Icariin, a pharmacologically active component isolated from the Chinese herb Epimedium, has been shown to improve spatial learning and memory abilities in
Alzheimer's disease (AD) rats through inhibition of Aβ production and
tau protein hyperphosphorylation. However, the potential mechanism of
icariin-induced protective effects against
mitochondrial dysfunctions in AD still remains unclear. In the present study, we investigated the effect of
icariin on the modulation of mitochondrial transport and distribution in primary hippocampal cultures from triple-transgenic (3× Tg) AD mice. The results showed that
icariin enhanced mitochondrial motility and increased mitochondrial index and mitochondrial length and size in the diseased neurons. Additionally, the expression of the key mitochondrial
enzyme,
pyruvate dehydrogenase-E1α (PDHE1α), and the post synaptic density
protein 95 (PSD95), was preserved in AD neurons after
icariin treatment, accompanied by a downregulation of Aβ and phosphorylated tau expression in the corresponding areas.
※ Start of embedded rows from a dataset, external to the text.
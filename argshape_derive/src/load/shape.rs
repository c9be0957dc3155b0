use crate::model::{DeriveField, DeriveShape, IntermediateAttributes};

pub(crate) const CONTAINER_SINGLETONS: [&str; 1] = ["multiple_positionals"];
pub(crate) const CONTAINER_PAIRS: [&str; 1] = ["about"];

impl TryFrom<syn::DeriveInput> for DeriveShape {
    type Error = syn::Error;

    fn try_from(value: syn::DeriveInput) -> Result<Self, Self::Error> {
        let struct_name = value.ident.clone();
        let attributes = IntermediateAttributes::collect(&value.attrs)?;

        if !value.generics.params.is_empty() {
            return Err(syn::Error::new(
                struct_name.span(),
                format!("Invalid - shape '{struct_name}' cannot be generic."),
            ));
        }

        let fields = match &value.data {
            syn::Data::Struct(ds) => match &ds.fields {
                syn::Fields::Named(fields) => fields
                    .named
                    .iter()
                    .map(DeriveField::try_from)
                    .collect::<Result<Vec<_>, _>>()?,
                syn::Fields::Unit => Vec::default(),
                syn::Fields::Unnamed(_) => {
                    return Err(syn::Error::new(
                        struct_name.span(),
                        format!("Invalid - shape '{struct_name}' must have named fields."),
                    ));
                }
            },
            _ => {
                return Err(syn::Error::new(
                    struct_name.span(),
                    format!("Invalid - shape '{struct_name}' must be a struct."),
                ));
            }
        };

        load_shape(struct_name, attributes, fields)
    }
}

pub(crate) fn load_shape(
    struct_name: syn::Ident,
    attributes: IntermediateAttributes,
    fields: Vec<DeriveField>,
) -> Result<DeriveShape, syn::Error> {
    attributes.restrict("shape", &struct_name, &CONTAINER_SINGLETONS, &CONTAINER_PAIRS)?;
    let about = attributes
        .single("shape", &struct_name, "about")?
        .cloned();

    Ok(DeriveShape {
        multiple_positionals: attributes.singletons.contains("multiple_positionals"),
        struct_name,
        about,
        fields,
    })
}
use terminal_size::{terminal_size, Width};

use crate::constant::*;
use crate::model::Nargs;
use crate::parser::{chunk, ColumnRenderer, Columns, UserInterface};

pub(crate) struct OptionParameter {
    flags: Vec<String>,
    metavar: Option<String>,
    nargs: Nargs,
    required: bool,
    help: Option<String>,
    meta: Vec<String>,
    choices: Vec<String>,
}

impl OptionParameter {
    /// `metavar` is `None` for options which take no value.
    pub(crate) fn new(
        flags: Vec<String>,
        metavar: Option<String>,
        nargs: Nargs,
        required: bool,
        help: Option<String>,
        meta: Vec<String>,
        choices: Vec<String>,
    ) -> Self {
        Self {
            flags,
            metavar,
            nargs,
            required,
            help,
            meta,
            choices,
        }
    }

    fn grammar(&self) -> String {
        match &self.metavar {
            Some(metavar) => format!(" {}", grammar(metavar, self.nargs)),
            None => String::default(),
        }
    }
}

pub(crate) struct ArgumentParameter {
    name: String,
    nargs: Nargs,
    help: Option<String>,
    meta: Vec<String>,
    choices: Vec<String>,
}

impl ArgumentParameter {
    pub(crate) fn new(
        name: String,
        nargs: Nargs,
        help: Option<String>,
        meta: Vec<String>,
        choices: Vec<String>,
    ) -> Self {
        Self {
            name,
            nargs,
            help,
            meta,
            choices,
        }
    }

    fn grammar(&self) -> String {
        grammar(&self.name.to_ascii_uppercase().replace('-', "_"), self.nargs)
    }
}

fn grammar(metavar: &str, nargs: Nargs) -> String {
    match nargs {
        Nargs::Precisely(n) => (0..n)
            .map(|_| metavar.to_string())
            .collect::<Vec<String>>()
            .join(" "),
        Nargs::ZeroOrOne => format!("[{metavar}]"),
        Nargs::Any => format!("[{metavar} ...]"),
        Nargs::AtLeastOne => format!("{metavar} [...]"),
    }
}

fn describe(choices: &[String], help: &Option<String>) -> String {
    let mut out = String::default();

    if !choices.is_empty() {
        out.push_str(&format!("{{{}}}", choices.join(", ")));
    }

    if let Some(help) = help {
        if !out.is_empty() {
            out.push(' ');
        }

        out.push_str(help);
    }

    out
}

pub(crate) struct Printer {
    about: Option<String>,
    options: Vec<OptionParameter>,
    arguments: Vec<ArgumentParameter>,
    terminal_width: Option<usize>,
}

const PADDING_WIDTH: usize = 3;
const MAIN_INDENT: usize = 1;
// Used for the about paragraph when the terminal width is unknown.
const DEFAULT_TOTAL_WIDTH: usize = 100;

impl Printer {
    #[cfg(test)]
    pub(crate) fn empty() -> Self {
        Self::new(None, Vec::default(), Vec::default(), None)
    }

    pub(crate) fn terminal(
        about: Option<String>,
        options: Vec<OptionParameter>,
        arguments: Vec<ArgumentParameter>,
    ) -> Self {
        let terminal_width = if let Some((Width(terminal_width), _)) = terminal_size() {
            Some(terminal_width as usize)
        } else {
            None
        };

        Self::new(about, options, arguments, terminal_width)
    }

    pub(crate) fn new(
        about: Option<String>,
        options: Vec<OptionParameter>,
        arguments: Vec<ArgumentParameter>,
        terminal_width: Option<usize>,
    ) -> Self {
        Self {
            about,
            options,
            arguments,
            terminal_width,
        }
    }

    pub(crate) fn print_help(&self, program: &str, user_interface: &(impl UserInterface + ?Sized)) {
        for line in self.help_lines(program) {
            user_interface.print(line);
        }
    }

    pub(crate) fn help_lines(&self, program: &str) -> Vec<String> {
        let help_flags = format!("-{HELP_SHORT}, --{HELP_NAME}");
        let empty_meta: Vec<String> = Vec::default();
        let mut summary = vec![format!("[-{HELP_SHORT}]")];
        let mut rows: Vec<(bool, String, String, &Vec<String>)> = Vec::default();
        rows.push((false, help_flags, HELP_MESSAGE.to_string(), &empty_meta));

        for option in &self.options {
            let grammar = option.grammar();
            let usage_flag = option.flags.first().map(String::as_str).unwrap_or_default();

            if option.required {
                summary.push(format!("{usage_flag}{grammar}"));
            } else {
                summary.push(format!("[{usage_flag}{grammar}]"));
            }

            let left = option
                .flags
                .iter()
                .map(|flag| format!("{flag}{grammar}"))
                .collect::<Vec<String>>()
                .join(", ");
            rows.push((
                false,
                left,
                describe(&option.choices, &option.help),
                &option.meta,
            ));
        }

        let mut argument_rows = Vec::default();

        for argument in &self.arguments {
            let grammar = argument.grammar();
            summary.push(grammar.clone());
            argument_rows.push((
                true,
                grammar,
                describe(&argument.choices, &argument.help),
                &argument.meta,
            ));
        }

        // Positional arguments are listed first.
        argument_rows.extend(rows);
        let rows = argument_rows;
        let mut columns = Columns {
            padding: PADDING_WIDTH,
            left: 1,
            middle: 1,
            rights: Vec::default(),
        };

        for (_, left, middle, meta) in &rows {
            columns.left = std::cmp::max(columns.left, left.len());
            columns.middle = std::cmp::max(columns.middle, middle.len() + MAIN_INDENT);

            for (i, m) in meta.iter().enumerate() {
                if i >= columns.rights.len() {
                    columns.rights.push(std::cmp::max(1, m.len()));
                } else if columns.rights[i] < m.len() {
                    columns.rights[i] = m.len();
                }
            }
        }

        let column_renderer = ColumnRenderer::guided(columns, self.terminal_width);
        let mut lines = vec![format!("usage: {program} {}", summary.join(" "))];

        if let Some(about) = &self.about {
            lines.push(String::default());
            let width = (self.terminal_width.unwrap_or(DEFAULT_TOTAL_WIDTH) as f64 * 0.95) as usize;
            lines.extend(chunk(about, std::cmp::max(width, 2)));
        }

        if !self.arguments.is_empty() {
            lines.push(String::default());
            lines.push("positional arguments:".to_string());

            for (_, left, middle, meta) in rows.iter().filter(|row| row.0) {
                lines.extend(column_renderer.render(MAIN_INDENT, left, middle, meta));
            }
        }

        lines.push(String::default());
        lines.push("options:".to_string());

        for (_, left, middle, meta) in rows.iter().filter(|row| !row.0) {
            lines.extend(column_renderer.render(MAIN_INDENT, left, middle, meta));
        }

        lines
    }
}

#[derive(Debug, PartialEq, Eq)]
pub(crate) struct ErrorContext {
    offset: usize,
    tokens: Vec<String>,
}

impl ErrorContext {
    pub(crate) fn new(offset: usize, tokens: &[&str]) -> Self {
        Self {
            offset,
            tokens: tokens.iter().map(|s| s.to_string()).collect(),
        }
    }
}

impl std::fmt::Display for ErrorContext {
    fn fmt(&self, f: &mut std::fmt::Formatter<'_>) -> std::fmt::Result {
        // The offset counts token characters only; add one for each space that precedes it.
        let projection = self.tokens.join(" ");
        let tokens_length: usize = self.tokens.iter().map(String::len).sum();
        let mut spaces = 0;
        let mut consumed = 0;

        for token in self.tokens.iter().take(self.tokens.len().saturating_sub(1)) {
            consumed += token.len();

            if consumed <= self.offset {
                spaces += 1;
            }
        }

        write!(
            f,
            "{projection}\n{:width$}^",
            "",
            width = std::cmp::min(self.offset, tokens_length.saturating_sub(1)) + spaces
        )
    }
}
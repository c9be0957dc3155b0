use crate::load::attribute::ATTRIBUTE_NAME;
use crate::load::capitalize;
use crate::load::field::load_field;
use crate::load::shape::load_shape;
use crate::model::{
    DeriveCommand, DeriveDefault, DeriveValue, FieldRole, IntermediateAttributes,
};
use proc_macro2::TokenStream as TokenStream2;
use quote::{format_ident, quote, ToTokens};

pub(crate) fn load_command(
    arguments: TokenStream2,
    mut function: syn::ItemFn,
) -> Result<DeriveCommand, syn::Error> {
    let function_name = function.sig.ident.clone();
    let attribute: syn::Attribute = syn::parse_quote! {
        #[argshape(#arguments)]
    };
    let attributes = IntermediateAttributes::try_from(&attribute)?;

    if !function.sig.generics.params.is_empty() {
        return Err(syn::Error::new(
            function_name.span(),
            format!("Invalid - command '{function_name}' cannot be generic."),
        ));
    }

    if function.sig.asyncness.is_some() {
        return Err(syn::Error::new(
            function_name.span(),
            format!("Invalid - command '{function_name}' cannot be async."),
        ));
    }

    let mut fields = Vec::default();

    for input in function.sig.inputs.iter_mut() {
        let parameter = match input {
            syn::FnArg::Typed(parameter) => parameter,
            syn::FnArg::Receiver(_) => {
                return Err(syn::Error::new(
                    function_name.span(),
                    format!("Invalid - command '{function_name}' cannot take `self`."),
                ));
            }
        };
        let parameter_name = match parameter.pat.as_ref() {
            syn::Pat::Ident(pattern) => pattern.ident.clone(),
            other => {
                return Err(syn::Error::new_spanned(
                    other,
                    format!(
                        "Invalid - command '{function_name}' parameter `{}` must be a plain identifier.",
                        other.to_token_stream()
                    ),
                ));
            }
        };

        if matches!(parameter.ty.as_ref(), syn::Type::Infer(_)) {
            return Err(syn::Error::new(
                parameter_name.span(),
                format!("Invalid - parameter '{parameter_name}' must have a type annotation."),
            ));
        }

        let mut field = load_field(parameter_name, &parameter.ty, &parameter.attrs)?;

        // Parameter defaults are recomputed on every call.
        if let FieldRole::Declared { default, .. } = &mut field.role {
            if let DeriveDefault::Value(value) = default {
                let tokens = value.tokens.clone();
                *default = DeriveDefault::Factory(DeriveValue {
                    tokens: quote! { || #tokens },
                });
            }
        }

        parameter
            .attrs
            .retain(|attribute| !attribute.path().is_ident(ATTRIBUTE_NAME));
        fields.push(field);
    }

    let struct_name = format_ident!("{}Args", capitalize(&function_name.to_string()));
    let shape = load_shape(struct_name, attributes, fields)?;
    let output = match &function.sig.output {
        syn::ReturnType::Default => quote! { () },
        syn::ReturnType::Type(_, output) => output.to_token_stream(),
    };

    Ok(DeriveCommand {
        function_name,
        visibility: DeriveValue {
            tokens: function.vis.to_token_stream(),
        },
        function: DeriveValue {
            tokens: function.to_token_stream(),
        },
        output: DeriveValue { tokens: output },
        shape,
    })
}

#[cfg(test)]
mod tests {
    use super::*;
    use crate::model::{DeriveField, DeriveMeta};
    use proc_macro2::Span;
    use rstest::rstest;

    #[test]
    fn construct_command() {
        // Setup
        let function: syn::ItemFn = syn::parse_quote! {
            pub fn ls(
                #[argshape(default = 2)] depth: u8,
                #[argshape(positional)] paths: Vec<String>,
            ) -> usize {
                paths.len()
            }
        };

        // Execute
        let command = load_command(quote! { about = "List." }, function).unwrap();

        // Verify
        assert_eq!(command.function_name, ident("ls"));
        assert_eq!(command.shape.struct_name, ident("LsArgs"));
        assert_eq!(command.output, DeriveValue { tokens: quote! { usize } });
        assert_eq!(command.visibility, DeriveValue { tokens: quote! { pub } });
        assert!(command.shape.about.is_some());
        assert_eq!(
            command.shape.fields,
            vec![
                DeriveField {
                    field_name: ident("depth"),
                    field_type: DeriveValue { tokens: quote! { u8 } },
                    role: FieldRole::Declared {
                        default: DeriveDefault::Factory(DeriveValue {
                            tokens: quote! { || 2 },
                        }),
                        metadata: Vec::default(),
                    },
                },
                DeriveField {
                    field_name: ident("paths"),
                    field_type: DeriveValue {
                        tokens: quote! { Vec<String> },
                    },
                    role: FieldRole::Declared {
                        default: DeriveDefault::Missing,
                        metadata: vec![DeriveMeta::Flag("positional".to_string())],
                    },
                },
            ]
        );
        // The parameter attributes are stripped from the function itself.
        assert_eq!(
            command.function,
            DeriveValue {
                tokens: quote! {
                    pub fn ls(depth: u8, paths: Vec<String>,) -> usize {
                        paths.len()
                    }
                }
            }
        );
    }

    #[test]
    fn construct_command_unit() {
        // Setup
        let function: syn::ItemFn = syn::parse_quote! {
            fn noop() {}
        };

        // Execute
        let command = load_command(TokenStream2::new(), function).unwrap();

        // Verify
        assert_eq!(command.shape.struct_name, ident("NoopArgs"));
        assert_eq!(command.output, DeriveValue { tokens: quote! { () } });
        assert!(command.shape.fields.is_empty());
    }

    #[rstest]
    #[case(
        syn::parse_quote! { fn ls(depth: _) {} },
        "Invalid - parameter 'depth' must have a type annotation."
    )]
    #[case(
        syn::parse_quote! { fn ls<T>(depth: T) {} },
        "Invalid - command 'ls' cannot be generic."
    )]
    #[case(
        syn::parse_quote! { async fn ls(depth: u8) {} },
        "Invalid - command 'ls' cannot be async."
    )]
    #[case(
        syn::parse_quote! { fn ls((a, b): (u8, u8)) {} },
        "Invalid - command 'ls' parameter `(a , b)` must be a plain identifier."
    )]
    fn construct_command_invalid(#[case] function: syn::ItemFn, #[case] expected: &str) {
        // Execute
        let error = load_command(TokenStream2::new(), function).unwrap_err();

        // Verify
        assert_eq!(error.to_string(), expected);
    }

    fn ident(name: &str) -> syn::Ident {
        syn::Ident::new(name, Span::call_site())
    }
}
Further study showed that
icariin treatment resulted in a decrease in mitochondrial fission
protein dynamin-related
protein 1 (Drp1) and an increase in fusion
protein Mitofusin 2 (Mfn2). These data indicate that
icariin can promote mitochondrial transport, protect mitochondria against fragmentation and preserve the expression of mitochondrial and synaptic functional
proteins in AD neurons. Thus,
icariin may be a potential therapeutic
complement for AD and other mitochondrial malfunction-related neuronal degenerative diseases.